---- The input

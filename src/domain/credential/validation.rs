//! Credential validation utilities

use thiserror::Error;

/// Errors that can occur while validating registration input
#[derive(Debug, Error, Clone, PartialEq)]
pub enum CredentialValidationError {
    #[error("Username cannot be empty")]
    EmptyUsername,

    #[error("Username is too short. Minimum length is {0} characters")]
    UsernameTooShort(usize),

    #[error("Username exceeds maximum length of {0} characters")]
    UsernameTooLong(usize),

    #[error("Username contains invalid character: '{0}'. Only alphanumeric characters, underscores, and hyphens are allowed")]
    InvalidUsernameCharacter(char),

    #[error("Password is too short. Minimum length is {0} characters")]
    PasswordTooShort(usize),

    #[error("Password exceeds maximum length of {0} characters")]
    PasswordTooLong(usize),
}

const MIN_USERNAME_LENGTH: usize = 3;
const MAX_USERNAME_LENGTH: usize = 50;
const MIN_PASSWORD_LENGTH: usize = 8;
const MAX_PASSWORD_LENGTH: usize = 128;

/// Validate a username
///
/// Rules:
/// - Cannot be empty
/// - 3 to 50 characters
/// - Only ASCII alphanumeric characters, underscores, and hyphens
pub fn validate_username(username: &str) -> Result<(), CredentialValidationError> {
    if username.is_empty() {
        return Err(CredentialValidationError::EmptyUsername);
    }

    if username.len() < MIN_USERNAME_LENGTH {
        return Err(CredentialValidationError::UsernameTooShort(MIN_USERNAME_LENGTH));
    }

    if username.len() > MAX_USERNAME_LENGTH {
        return Err(CredentialValidationError::UsernameTooLong(MAX_USERNAME_LENGTH));
    }

    if let Some(c) = username
        .chars()
        .find(|c| !c.is_ascii_alphanumeric() && *c != '_' && *c != '-')
    {
        return Err(CredentialValidationError::InvalidUsernameCharacter(c));
    }

    Ok(())
}

/// Validate a password: 8 to 128 characters
pub fn validate_password(password: &str) -> Result<(), CredentialValidationError> {
    let len = password.chars().count();

    if len < MIN_PASSWORD_LENGTH {
        return Err(CredentialValidationError::PasswordTooShort(MIN_PASSWORD_LENGTH));
    }

    if len > MAX_PASSWORD_LENGTH {
        return Err(CredentialValidationError::PasswordTooLong(MAX_PASSWORD_LENGTH));
    }

    Ok(())
}
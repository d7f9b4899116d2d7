//! PostgreSQL credential store implementation

use std::time::Duration;

use async_trait::async_trait;
use chrono::{DateTime, Utc};
use sqlx::postgres::{PgPool, PgPoolOptions, PgRow};
use sqlx::Row;
use tracing::info;
use uuid::Uuid;

use crate::domain::credential::{CredentialRecord, CredentialStore, Role, UserId};
use crate::domain::DomainError;

/// PostgreSQL connection settings for the credential store
#[derive(Debug, Clone)]
pub struct PostgresStoreConfig {
    pub url: String,
    pub max_connections: u32,
    pub acquire_timeout_secs: u64,
}

impl PostgresStoreConfig {
    pub fn new(url: impl Into<String>) -> Self {
        Self {
            url: url.into(),
            max_connections: 10,
            acquire_timeout_secs: 5,
        }
    }

    pub fn with_max_connections(mut self, max: u32) -> Self {
        self.max_connections = max;
        self
    }
}

/// PostgreSQL implementation of CredentialStore
///
/// Username uniqueness is enforced by the `UNIQUE` constraint on
/// `credentials.username`.
#[derive(Debug, Clone)]
pub struct PostgresCredentialStore {
    pool: PgPool,
}

impl PostgresCredentialStore {
    pub fn new(pool: PgPool) -> Self {
        Self { pool }
    }

    /// Connect a pool and make sure the schema exists
    pub async fn connect(config: &PostgresStoreConfig) -> Result<Self, DomainError> {
        let pool = PgPoolOptions::new()
            .max_connections(config.max_connections)
            .acquire_timeout(Duration::from_secs(config.acquire_timeout_secs))
            .connect(&config.url)
            .await
            .map_err(|e| DomainError::store_unavailable(format!("Failed to connect to PostgreSQL: {}", e)))?;

        let store = Self::new(pool);
        store.migrate().await?;

        Ok(store)
    }

    /// Create the credentials table if it does not exist yet
    pub async fn migrate(&self) -> Result<(), DomainError> {
        sqlx::query(
            r#"
            CREATE TABLE IF NOT EXISTS credentials (
                id UUID PRIMARY KEY,
                username TEXT NOT NULL UNIQUE,
                password_hash TEXT NOT NULL,
                salt TEXT NOT NULL,
                role TEXT NOT NULL,
                created_at TIMESTAMPTZ NOT NULL,
                updated_at TIMESTAMPTZ NOT NULL
            )
            "#,
        )
        .execute(&self.pool)
        .await
        .map_err(|e| map_sqlx_error(e, "create credentials table"))?;

        info!("Credential schema ready");
        Ok(())
    }
}

#[async_trait]
impl CredentialStore for PostgresCredentialStore {
    async fn get_by_username(&self, username: &str) -> Result<Option<CredentialRecord>, DomainError> {
        let row = sqlx::query(
            r#"
            SELECT id, username, password_hash, salt, role, created_at, updated_at
            FROM credentials
            WHERE username = $1
            "#,
        )
        .bind(username)
        .fetch_optional(&self.pool)
        .await
        .map_err(|e| map_sqlx_error(e, "get credential by username"))?;

        row.as_ref().map(row_to_record).transpose()
    }

    async fn create(&self, record: CredentialRecord) -> Result<CredentialRecord, DomainError> {
        sqlx::query(
            r#"
            INSERT INTO credentials (id, username, password_hash, salt, role, created_at, updated_at)
            VALUES ($1, $2, $3, $4, $5, $6, $7)
            "#,
        )
        .bind(record.id().as_uuid())
        .bind(record.username())
        .bind(record.password_hash())
        .bind(record.salt())
        .bind(record.role().as_str())
        .bind(record.created_at())
        .bind(record.updated_at())
        .execute(&self.pool)
        .await
        .map_err(|e| {
            if is_unique_violation(&e) {
                DomainError::duplicate_user(record.username())
            } else {
                map_sqlx_error(e, "create credential")
            }
        })?;

        Ok(record)
    }

    async fn update_password(&self, record: &CredentialRecord) -> Result<(), DomainError> {
        let result = sqlx::query(
            r#"
            UPDATE credentials
            SET password_hash = $2, salt = $3, updated_at = $4
            WHERE id = $1
            "#,
        )
        .bind(record.id().as_uuid())
        .bind(record.password_hash())
        .bind(record.salt())
        .bind(record.updated_at())
        .execute(&self.pool)
        .await
        .map_err(|e| map_sqlx_error(e, "update password"))?;

        if result.rows_affected() == 0 {
            return Err(DomainError::not_found(format!(
                "User '{}' not found",
                record.username()
            )));
        }

        Ok(())
    }

    async fn delete(&self, username: &str) -> Result<bool, DomainError> {
        let result = sqlx::query("DELETE FROM credentials WHERE username = $1")
            .bind(username)
            .execute(&self.pool)
            .await
            .map_err(|e| map_sqlx_error(e, "delete credential"))?;

        Ok(result.rows_affected() > 0)
    }

    async fn count(&self) -> Result<usize, DomainError> {
        let count: i64 = sqlx::query_scalar("SELECT COUNT(*) FROM credentials")
            .fetch_one(&self.pool)
            .await
            .map_err(|e| map_sqlx_error(e, "count credentials"))?;

        Ok(count as usize)
    }
}

fn row_to_record(row: &PgRow) -> Result<CredentialRecord, DomainError> {
    let decode = |e: sqlx::Error| map_sqlx_error(e, "decode credential row");

    let id: Uuid = row.try_get("id").map_err(decode)?;
    let username: String = row.try_get("username").map_err(decode)?;
    let password_hash: String = row.try_get("password_hash").map_err(decode)?;
    let salt: String = row.try_get("salt").map_err(decode)?;
    let role: String = row.try_get("role").map_err(decode)?;
    let created_at: DateTime<Utc> = row.try_get("created_at").map_err(decode)?;
    let updated_at: DateTime<Utc> = row.try_get("updated_at").map_err(decode)?;

    Ok(CredentialRecord::restore(
        UserId::from_uuid(id),
        username,
        password_hash,
        salt,
        Role::from_str_lossy(&role),
        created_at,
        updated_at,
    ))
}

fn is_unique_violation(err: &sqlx::Error) -> bool {
    err.as_database_error()
        .map(|db| db.is_unique_violation())
        .unwrap_or(false)
}

/// Connectivity failures become `StoreUnavailable`; anything else is internal
fn map_sqlx_error(err: sqlx::Error, context: &str) -> DomainError {
    match err {
        sqlx::Error::PoolTimedOut
        | sqlx::Error::PoolClosed
        | sqlx::Error::Io(_)
        | sqlx::Error::Tls(_)
        | sqlx::Error::WorkerCrashed => {
            DomainError::store_unavailable(format!("Failed to {}: {}", context, err))
        }
        other => DomainError::internal(format!("Failed to {}: {}", context, other)),
    }
}
pub mod app;
pub mod engine;
pub mod errors;
pub mod handlers;
pub mod metrics;
pub mod models;
pub mod remote;
pub mod state;
pub mod storage;
pub mod ui;

pub use app::router;
pub use engine::HabitEngine;
pub use errors::{HabitError, HabitResult};
pub use models::{Habit, HabitId};
pub use remote::RemoteStore;
pub use state::AppState;
pub use storage::{HabitStore, LocalStore, resolve_data_path};
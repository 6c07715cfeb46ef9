pub const INDEX_HTML: &str = r#"<!DOCTYPE html>
<html lang="en">
<head>
  <meta charset="UTF-8" />
  <meta name="viewport" content="width=device-width, initial-scale=1.0" />
  <title>Habit Tracker</title>
  <style>
    @import url('https://fonts.googleapis.com/css2?family=Space+Grotesk:wght@400;500;600&family=Fraunces:wght@600&display=swap');

    :root {
      --bg-1: #eef4f8;
      --bg-2: #cfe3ef;
      --ink: #22303a;
      --accent: #3f8efc;
      --accent-2: #2d7a4b;
      --danger: #c63b2b;
      --card: rgba(255, 255, 255, 0.88);
      --shadow: 0 24px 60px rgba(34, 48, 58, 0.16);
    }

    * {
      box-sizing: border-box;
    }

    body {
      margin: 0;
      min-height: 100vh;
      background: radial-gradient(circle at top, var(--bg-2), transparent 60%),
        linear-gradient(135deg, var(--bg-1), #e4f0f6 60%, #f2f7fa 100%);
      color: var(--ink);
      font-family: 'Space Grotesk', 'Trebuchet MS', sans-serif;
      display: grid;
      place-items: start center;
      padding: 32px 18px 48px;
    }

    .app {
      width: min(760px, 100%);
      background: var(--card);
      backdrop-filter: blur(12px);
      border-radius: 28px;
      box-shadow: var(--shadow);
      padding: 36px;
      display: grid;
      gap: 24px;
    }

    h1 {
      font-family: 'Fraunces', 'Georgia', serif;
      font-weight: 600;
      font-size: clamp(2rem, 4vw, 2.6rem);
      margin: 0;
    }

    .subtitle {
      margin: 0;
      color: #5c6b76;
      font-size: 1rem;
    }

    .add-form {
      display: flex;
      gap: 10px;
    }

    .add-form input {
      flex: 1;
      border: 1px solid rgba(34, 48, 58, 0.18);
      border-radius: 999px;
      padding: 12px 18px;
      font-size: 1rem;
      font-family: inherit;
    }

    button {
      appearance: none;
      border: none;
      border-radius: 999px;
      padding: 12px 20px;
      font-size: 0.95rem;
      font-weight: 600;
      font-family: inherit;
      cursor: pointer;
      transition: transform 150ms ease;
    }

    button:active {
      transform: scale(0.98);
    }

    .btn-add {
      background: var(--accent);
      color: white;
    }

    .habit {
      background: white;
      border: 2px solid rgba(34, 48, 58, 0.1);
      border-radius: 18px;
      padding: 18px;
      display: grid;
      gap: 12px;
    }

    .habit.done {
      border-color: var(--accent-2);
    }

    .habit-head {
      display: flex;
      align-items: baseline;
      justify-content: space-between;
      gap: 10px;
    }

    .habit-name {
      font-size: 1.15rem;
      font-weight: 600;
      margin: 0;
    }

    .habit-meta {
      color: #5c6b76;
      font-size: 0.9rem;
    }

    .habit-meta .streak {
      color: #c65a11;
      font-weight: 600;
    }

    .habit-actions {
      display: flex;
      gap: 10px;
    }

    .btn-toggle {
      flex: 1;
      background: var(--accent);
      color: white;
    }

    .habit.done .btn-toggle {
      background: var(--accent-2);
    }

    .btn-delete {
      background: transparent;
      color: var(--danger);
      border: 1px solid rgba(198, 59, 43, 0.4);
    }

    .empty {
      text-align: center;
      color: #5c6b76;
      padding: 32px 0;
    }

    .status {
      font-size: 0.95rem;
      color: #5c6b76;
      min-height: 1.2em;
    }

    .status[data-type='error'] {
      color: var(--danger);
    }

    .hint {
      margin: 0;
      color: #6f7a83;
      font-size: 0.9rem;
    }
  </style>
</head>
<body>
  <main class="app">
    <header>
      <h1>Habit Tracker</h1>
      <p class="subtitle">Build daily habits and keep your streaks alive.</p>
    </header>

    <form class="add-form" id="add-form">
      <input id="habit-name" placeholder="e.g., Morning meditation" autocomplete="off" />
      <button class="btn-add" type="submit">Add habit</button>
    </form>

    <section id="habits"></section>

    <div class="status" id="status"></div>
    <p class="hint">Days roll over at midnight UTC. A streak only counts while today is part of it.</p>
  </main>

  <script>
    const listEl = document.getElementById('habits');
    const statusEl = document.getElementById('status');
    const formEl = document.getElementById('add-form');
    const nameEl = document.getElementById('habit-name');

    const DAY_MS = 24 * 60 * 60 * 1000;

    const isoDay = (date) => date.toISOString().slice(0, 10);

    const streakOf = (habit) => {
      const done = new Set(habit.completions || []);
      let run = 0;
      const day = new Date();
      while (done.has(isoDay(day))) {
        run += 1;
        day.setUTCDate(day.getUTCDate() - 1);
      }
      return run;
    };

    const rateOf = (habit) => {
      const created = new Date(habit.created_at);
      const createdDay = Date.UTC(created.getUTCFullYear(), created.getUTCMonth(), created.getUTCDate());
      const now = new Date();
      const todayDay = Date.UTC(now.getUTCFullYear(), now.getUTCMonth(), now.getUTCDate());
      const tracked = Math.max(Math.floor((todayDay - createdDay) / DAY_MS) + 1, 1);
      return Math.min(Math.round(((habit.completions || []).length / tracked) * 100), 100);
    };

    const doneToday = (habit) => (habit.completions || []).includes(isoDay(new Date()));

    const setStatus = (message, type) => {
      statusEl.textContent = message;
      statusEl.dataset.type = type || '';
    };

    const escapeHtml = (text) =>
      text.replace(/[&<>]/g, (ch) => ({ '&': '&amp;', '<': '&lt;', '>': '&gt;' }[ch]));

    const render = (habits) => {
      if (!habits.length) {
        listEl.innerHTML = '<div class="empty">No habits yet. Start building healthy routines!</div>';
        return;
      }

      listEl.innerHTML = habits
        .map((habit) => {
          const done = doneToday(habit);
          return `
            <article class="habit ${done ? 'done' : ''}">
              <div class="habit-head">
                <h3 class="habit-name">${escapeHtml(habit.name)}</h3>
                <span class="habit-meta"><span class="streak">${streakOf(habit)}</span> day streak &middot; ${rateOf(habit)}%</span>
              </div>
              <div class="habit-actions">
                <button class="btn-toggle" data-toggle="${habit.id}">${done ? 'Completed today' : 'Mark as done'}</button>
                <button class="btn-delete" data-delete="${habit.id}">Delete</button>
              </div>
            </article>`;
        })
        .join('');
    };

    const request = async (url, options) => {
      const res = await fetch(url, options);
      if (!res.ok) {
        const msg = await res.text();
        throw new Error(msg || 'Request failed');
      }
      return res;
    };

    const refresh = async () => {
      const res = await request('/api/habits');
      render(await res.json());
    };

    formEl.addEventListener('submit', (event) => {
      event.preventDefault();
      const name = nameEl.value;
      if (!name.trim()) {
        setStatus('Please enter a habit name', 'error');
        return;
      }
      request('/api/habits', {
        method: 'POST',
        headers: { 'content-type': 'application/json' },
        body: JSON.stringify({ name })
      })
        .then(() => {
          nameEl.value = '';
          setStatus('');
          return refresh();
        })
        .catch((err) => setStatus(err.message, 'error'));
    });

    listEl.addEventListener('click', (event) => {
      const toggleId = event.target.dataset.toggle;
      const deleteId = event.target.dataset.delete;
      if (toggleId) {
        request(`/api/habits/${toggleId}/toggle`, { method: 'POST' })
          .then(() => refresh())
          .catch((err) => setStatus(err.message, 'error'));
      } else if (deleteId) {
        request(`/api/habits/${deleteId}`, { method: 'DELETE' })
          .then(() => refresh())
          .catch((err) => setStatus(err.message, 'error'));
      }
    });

    refresh().catch((err) => setStatus(err.message, 'error'));
  </script>
</body>
</html>
"#;
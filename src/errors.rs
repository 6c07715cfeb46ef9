use crate::models::HabitId;
use axum::http::StatusCode;

pub type HabitResult<T> = Result<T, HabitError>;

#[derive(Debug, thiserror::Error)]
pub enum HabitError {
    #[error("habit name must not be empty")]
    EmptyName,

    #[error("no habit with id {0}")]
    NotFound(HabitId),

    #[error("failed to load habits: {0}")]
    Load(String),

    #[error("storage error: {0}")]
    Storage(String),
}

impl HabitError {
    pub fn load(err: impl std::fmt::Display) -> Self {
        Self::Load(err.to_string())
    }

    pub fn storage(err: impl std::fmt::Display) -> Self {
        Self::Storage(err.to_string())
    }

    pub fn status(&self) -> StatusCode {
        match self {
            Self::EmptyName => StatusCode::BAD_REQUEST,
            Self::NotFound(_) => StatusCode::NOT_FOUND,
            Self::Load(_) | Self::Storage(_) => StatusCode::INTERNAL_SERVER_ERROR,
        }
    }
}

impl From<std::io::Error> for HabitError {
    fn from(err: std::io::Error) -> Self {
        Self::storage(err)
    }
}

impl axum::response::IntoResponse for HabitError {
    fn into_response(self) -> axum::response::Response {
        (self.status(), self.to_string()).into_response()
    }
}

--------

Task details
Look for the string "schema" in the records, and copy every line where it is found.

Result
    /// Connect a pool and make sure the schema exists
        info!("Credential schema ready");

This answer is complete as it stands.